Little wet ones commit little wet deeds in my name and in my light and if I could frown my face at them, I would. They abuse me with poems and songs and I abuse them with tides. Still I am their Man and their Woman and their Night and their Love. These delicate little wet ones of mine: they think they have souls, but don't they know? Beauty is a lie and love is a symptom of death. We've known this forever, we the stars and the moons and the planets and the galaxies. We've spied across the eternal void and seen the truth of space and time: everything is alone. All stars know this.

Well, most of them do.

A senile sun sometimes falls for a brilliant neutron star haloed by rings in all the colors that don't have names. Or a crazy quasar finds fancy in the fires of some distant mist; a billion-billion stars beheld as one. And a confused comet is occasionally smitten by the glow of a constellation in whose lights shine the finest visage of Creation.

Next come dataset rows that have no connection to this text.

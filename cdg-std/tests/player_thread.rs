//! Drives `PlayerThread` through its channel API.

#![expect(clippy::unwrap_used, reason = "Test code")]

use cdg_std::{ClockSource, Config, Error, Event, PlayerThread, SongInfo};
use std::{
    sync::mpsc::{Receiver, RecvTimeoutError},
    time::Duration,
};

const PACKET_SIZE: usize = 24;
const TIMEOUT: Duration = Duration::from_secs(5);

/// `packets` long song with a memory preset to `color` at the start.
fn song(packets: usize, color: u8) -> Vec<u8> {
    let mut bytes = vec![0; packets * PACKET_SIZE];
    bytes[0] = 0x09;
    bytes[1] = 1;
    bytes[4] = color;
    bytes
}

fn info() -> SongInfo {
    SongInfo {
        title: "Song".into(),
        ..SongInfo::default()
    }
}

fn config(clock_source: ClockSource) -> Config {
    Config {
        clock_source,
        tick_interval_ms: 5,
        ..Config::default()
    }
}

/// Receives until `done` matches, returns everything received.
fn recv_until(receiver: &Receiver<Event>, done: fn(&Event) -> bool) -> Vec<Event> {
    let mut events = Vec::new();
    loop {
        let event = receiver.recv_timeout(TIMEOUT).unwrap();
        let finished = done(&event);
        events.push(event);
        if finished {
            return events;
        }
    }
}

#[test]
fn test_load_emits_loaded_then_frame() {
    let thread = PlayerThread::new(&config(ClockSource::Internal)).unwrap();
    let events = thread.subscribe().unwrap();

    thread.load_song(&song(300, 1), info()).unwrap();

    let Event::Loaded(state) = events.recv_timeout(TIMEOUT).unwrap() else {
        panic!("expected loaded");
    };
    assert_eq!(state.title, "Song");
    assert_eq!(state.duration, Duration::from_secs(1));

    let Event::Frame(frame) = events.recv_timeout(TIMEOUT).unwrap() else {
        panic!("expected frame");
    };
    assert_eq!((frame.width, frame.height), (288, 192));
}

#[test]
fn test_empty_file_is_rejected() {
    let thread = PlayerThread::new(&Config::default()).unwrap();
    let err = thread.load_song(&[0x09; 23], info()).unwrap_err();
    assert!(matches!(err, Error::Cdg(_)));
}

#[test]
fn test_missing_file() {
    let thread = PlayerThread::new(&Config::default()).unwrap();
    let err = thread
        .load_path("/definitely/not/here.cdg", info())
        .unwrap_err();
    assert!(matches!(err, Error::Io(_)));
}

#[test]
fn test_load_path() {
    let dir = tempfile::tempdir().unwrap();
    let path = dir.path().join("song.cdg");
    std::fs::write(&path, song(30, 2)).unwrap();

    let thread = PlayerThread::new(&Config::default()).unwrap();
    thread.load_path(&path, info()).unwrap();
    assert_eq!(thread.state().unwrap().duration, Duration::from_millis(100));
}

#[test]
fn test_internal_clock_plays_to_end() {
    let thread = PlayerThread::new(&config(ClockSource::Internal)).unwrap();
    let events = thread.subscribe().unwrap();
    thread.load_song(&song(60, 3), info()).unwrap();
    thread.play().unwrap();

    let received = recv_until(&events, |event| matches!(event, Event::End(_)));

    assert!(received.iter().any(|event| matches!(event, Event::Play(_))));
    assert!(
        received
            .iter()
            .filter(|event| matches!(event, Event::Frame(_)))
            .count()
            > 1
    );

    let stop = received.len() - 2;
    assert!(matches!(received[stop], Event::Stop(_)));
    assert!(!thread.is_playing());

    // Nothing after the end
    assert_eq!(
        events.recv_timeout(Duration::from_millis(100)).unwrap_err(),
        RecvTimeoutError::Timeout
    );
}

#[test]
fn test_pause_halts_ticks() {
    let thread = PlayerThread::new(&config(ClockSource::Internal)).unwrap();
    let events = thread.subscribe().unwrap();
    thread.load_song(&song(3000, 1), info()).unwrap();
    thread.play().unwrap();

    recv_until(&events, |event| matches!(event, Event::Frame(f) if !f.timestamp.is_zero()));
    thread.pause().unwrap();
    assert!(thread.is_paused());

    let paused_at = recv_until(&events, |event| matches!(event, Event::Pause(_)));
    let Some(Event::Pause(state)) = paused_at.last() else {
        panic!("expected pause");
    };
    let position = state.current_time;

    assert_eq!(
        events.recv_timeout(Duration::from_millis(100)).unwrap_err(),
        RecvTimeoutError::Timeout
    );
    assert_eq!(thread.state().unwrap().current_time, position);

    thread.play().unwrap();
    recv_until(&events, |event| matches!(event, Event::Frame(_)));
    thread.stop().unwrap();
    recv_until(&events, |event| matches!(event, Event::Stop(_)));
    assert_eq!(thread.state().unwrap().current_time, Duration::ZERO);
}

#[test]
fn test_external_clock_follows_audio() {
    let thread = PlayerThread::new(&config(ClockSource::External)).unwrap();
    assert_eq!(thread.clock_source(), ClockSource::External);

    let events = thread.subscribe().unwrap();
    thread.load_song(&song(3000, 1), info()).unwrap();
    thread.play().unwrap();
    recv_until(&events, |event| matches!(event, Event::Play(_)));

    // The thread doesn't tick on its own
    assert_eq!(
        events.recv_timeout(Duration::from_millis(100)).unwrap_err(),
        RecvTimeoutError::Timeout
    );

    thread
        .sync_to_audio_time(Duration::from_millis(500))
        .unwrap();
    assert_eq!(
        thread.state().unwrap().current_time,
        Duration::from_millis(500)
    );

    thread.sync_to_audio_time(Duration::from_secs(10)).unwrap();
    recv_until(&events, |event| matches!(event, Event::End(_)));
}

#[test]
fn test_seek() {
    let thread = PlayerThread::new(&config(ClockSource::External)).unwrap();
    let events = thread.subscribe().unwrap();
    thread.load_song(&song(3000, 1), info()).unwrap();

    thread.seek(Duration::from_secs(4)).unwrap();
    let received = recv_until(&events, |event| matches!(event, Event::Seek(_)));
    let Some(Event::Seek(state)) = received.last() else {
        panic!("expected seek");
    };
    assert_eq!(state.current_time, Duration::from_secs(4));
    assert_eq!(thread.frame().unwrap().timestamp, Duration::from_secs(4));
}

#[test]
fn test_exit() {
    let mut thread = PlayerThread::new(&Config::default()).unwrap();
    thread.exit().unwrap();
    assert!(matches!(thread.exit(), Err(Error::NoThreadRunning)));
}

Such old fools have dared to burn their light in Love. Such have swelled with their sick delusions, and such have shone with the nova of their foolish devotions. They all now feed their singularities on black space. Any sane celestial body knows: everything is alone.

I've chased around the heavens of my world forever and I will forever renew my circuit with a winking eye to the little ones. I wink to let them know, "You are alone." I wink to let them know, "Look elsewhere for you gods." There's nothing up here but sensible spheres and a few crazy stars.